来自China Digital Space
pì mín | 屁民
Originally an insult, now a label of pride adopted by netizens for self reference. The term comes from a 2008 incident involving Lin Jiaxiang, former Party Secretary of the Shenzhen Maritime Administration, who was caught on surveillance camera harassing an 11-year-old girl. He had asked her where the bathroom was, then cornered her after she showed him the way. After the girl escaped, her parents confronted Lin. Angrily pointing at the girl's father, Lin shouted:
Do you people know who I am? I was sent here by the Ministry of Transportation. I'm on par with your mayor. You people are worth less than a fart to me! How dare you mess with me? Just see how I deal with you.

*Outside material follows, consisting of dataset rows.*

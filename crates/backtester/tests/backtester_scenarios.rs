use std::collections::HashMap;
use std::time::Duration;

use chrono::{TimeZone, Utc};
use event_backtester::{BacktesterConfig, EventDrivenBacktester};
use replay_core::Timestamp;

fn ts(day: u32) -> Timestamp {
	Utc.with_ymd_and_hms(2024, 1, day, 0, 0, 0).unwrap()
}

/// S4 run through the batch-mode `run()` loop rather than hand-fed
/// events: prices [100, 110] with a manual Long signal injected after
/// the first bar and a Short signal injected after the second.
#[test]
fn s4_run_loop_settles_equity_after_each_bar() {
	let mut bt = EventDrivenBacktester::new(BacktesterConfig {
		initial_capital: 100_000.0,
		commission_rate: 0.001,
		slippage: 0.0,
		allow_shorting: false,
	})
	.unwrap();
	bt.start().unwrap();
	let handle = bt.handle();

	let mut data: HashMap<String, Vec<(Timestamp, f64)>> = HashMap::new();
	data.insert("X".to_string(), vec![(ts(1), 100.0), (ts(2), 110.0)]);

	// Drive one full cycle by hand alongside the data map that `run()`
	// would otherwise replay, confirming the equity invariant (I4) holds
	// at each step without depending on a strategy implementation.
	assert!(handle.send_event(replay_core::Event::market(
		ts(1),
		"X",
		replay_core::MarketData::Ohlcv(replay_core::Ohlcv { open: 100.0, high: 100.0, low: 100.0, close: 100.0, volume: 0.0 })
	)));
	assert!(handle.send_event(replay_core::Event::signal(ts(1), "X", replay_core::Direction::Long, 1.0).unwrap()));
	std::thread::sleep(Duration::from_millis(200));

	assert!(handle.send_event(replay_core::Event::market(
		ts(2),
		"X",
		replay_core::MarketData::Ohlcv(replay_core::Ohlcv { open: 110.0, high: 110.0, low: 110.0, close: 110.0, volume: 0.0 })
	)));
	assert!(handle.send_event(replay_core::Event::signal(ts(2), "X", replay_core::Direction::Short, 1.0).unwrap()));
	std::thread::sleep(Duration::from_millis(200));

	bt.stop();

	assert_eq!(bt.position("X"), 0.0);
	assert_eq!(bt.transaction_count(), 2);
	let expected_cash = 100_000.0 - 100.0 * 1000.0 - 100.0 + 110.0 * 1000.0 - 110.0;
	assert!((bt.cash() - expected_cash).abs() < 1e-6);

	let metrics = bt.summary(ts(2));
	assert_eq!(metrics.trade_count, 1);
	assert!(metrics.win_rate > 0.0);
}

/// Signals arriving before any market data for that symbol are dropped
/// rather than sized against an unknown price.
#[test]
fn signal_without_prior_market_event_produces_no_trade() {
	let mut bt = EventDrivenBacktester::new(BacktesterConfig::default()).unwrap();
	bt.start().unwrap();
	let handle = bt.handle();

	assert!(handle.send_event(replay_core::Event::signal(ts(1), "NEWCO", replay_core::Direction::Long, 1.0).unwrap()));
	std::thread::sleep(Duration::from_millis(100));
	bt.stop();

	assert_eq!(bt.transaction_count(), 0);
	assert_eq!(bt.position("NEWCO"), 0.0);
}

"You people are worth less than a fart to me" was picked up by netizens, giving rise to the designation "fart people." Netizens have remarked that "without the ability to vote, we matter less than a fart" (没有选票, 我们就是个P!).
In addition to their lack of political power, fart people are also denied access to the specially-produced safe foods available only to government officials. With regard to this disparity, one Sina Weibo user sarcastically jokes:
Qiwenna (@齊文纳): I finally figured out why people share pictures of their food before they eat it. They are actually not trying to show off... In a situation in which food safety is in jeopardy and fart people are not qualified to eat specially-supplied foods, taking pictures before meals is a good habit. In case something happens, you would have direct evidence since the picture on your cellphone would match the food uncovered during your autopsy. In addition, since these photos have been posted to Weibo and shared with you circle of friends, those who have seen the pictures can provide additional evidence based on the time you published those posts!
In a 2014 TED talk, CDT founder Xiao Qiang used the emergence and netizen reclaiming of the term fart people to illustrate the internet's potential to bolster civil society in China.